Some time around 1, I was coherent enough to get our stuff organized, return the borrowed gear, and get ready to move. I was still coughing. Since we had pretty much planned to spend a day in bed recovering, we decided to move back to the Four Points, which has comfier mattresses. On the way, the driver kindly stopped at a grocery store for us to stock up on supplies.
We got lots of soup, as well as some other items that could be made in a teapot. The prices were not cheap, but we were not going to put in the effort required for going out for food.
We got to the Four Points, checked in, and collapsed back into bed.
I spent something like 24 hours in bed, except to make soup in the teapot, shower, put lotion on my overblown nose, and use the restroom.
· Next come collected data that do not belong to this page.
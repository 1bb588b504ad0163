/// Standard SSDP multicast group and port
pub const SSDP_MULTICAST_ADDR: &str = "239.255.255.250:1900";

/// SSDP search target for media renderers
pub const ST_MEDIA_RENDERER: &str = "urn:schemas-upnp-org:device:MediaRenderer:1";

/// Descriptor values identifying a MusicCast speaker
pub const MUSICCAST_MANUFACTURER: &str = "Yamaha Corporation";
pub const MUSICCAST_MODEL_DESCRIPTION: &str = "MusicCast";

/// Control API paths, relative to the device control URL
pub const PATH_GET_STATUS: &str = "main/getStatus";
pub const PATH_SET_POWER: &str = "main/setPower";
pub const PATH_SET_VOLUME: &str = "main/setVolume";
pub const PATH_SET_MUTE: &str = "main/setMute";
pub const PATH_GET_DEVICE_INFO: &str = "system/getDeviceInfo";
pub const PATH_GET_PLAY_INFO: &str = "netusb/getPlayInfo";

/// Control URL used when a descriptor does not name one
pub const DEFAULT_CONTROL_URL: &str = "/YamahaExtendedControl/v1/";

/// Headers subscribing the requester to push events
pub const HEADER_APP_NAME: &str = "X-AppName";
pub const HEADER_APP_PORT: &str = "X-AppPort";

/// Default value for the X-AppName header
pub const DEFAULT_APP_NAME: &str = "MusicCast/registryd";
My cough is better, but still present. Also, I'm pretty sure I have bursitis in my heel, making walking less than comfortable.
On our last day in Arusha, we decided that we did want to see a tiny bit more of the town and get some food that wasn't soup. At around 5, we finally worked up the energy to venture out.
We headed in the direction of the central market. On the way, we passed some sort of rally. Boys tried handing us flyers, but we don't read Swahili. We made our way through the crowd to the center of the hubub. Apparently, the rally was run by an Islamic group and was in support of some martyr with Hussein somewhere in his name. The ralliers had black flags with Arabic writing on them and many were also in black t-shirts. I'm unclear as to whether they were rallying for somebody who died recently or were celebrating somebody from Koranic times. In any case, it was a peaceful rally that meandered towards the mosque. In the mosque parking lot, the leaders led chants and the ralliers repeated.
We moved on.
The central market is nothing like the Masai market in that is not at all for tourists. Vegetable stands lined the entrance areas. Other stands sold any kind of fly-ridden meat or fish you could want. Actually, you could also buy live poultry, which probably had fewer flies on it that the buckets of fish heads. Some stands also sold home goods like ropes, mosquito nets, and cloth.
We wandered through a few aisles and then back out. Lots of sellers wanted us to step into their shops, bu we weren't here to buy, just observe.
I was surprised by the lack of ready-food vendors near the market. Usually, there are at least a few vendors out with their grills at places like this, but not really here. The surrounding businesses were also shops and not restaurants. It took us a bit to find it, but we stopped at Hot Plate, a well-recommended Indian restaurant, for dinner. It's small, but the food is really tasty.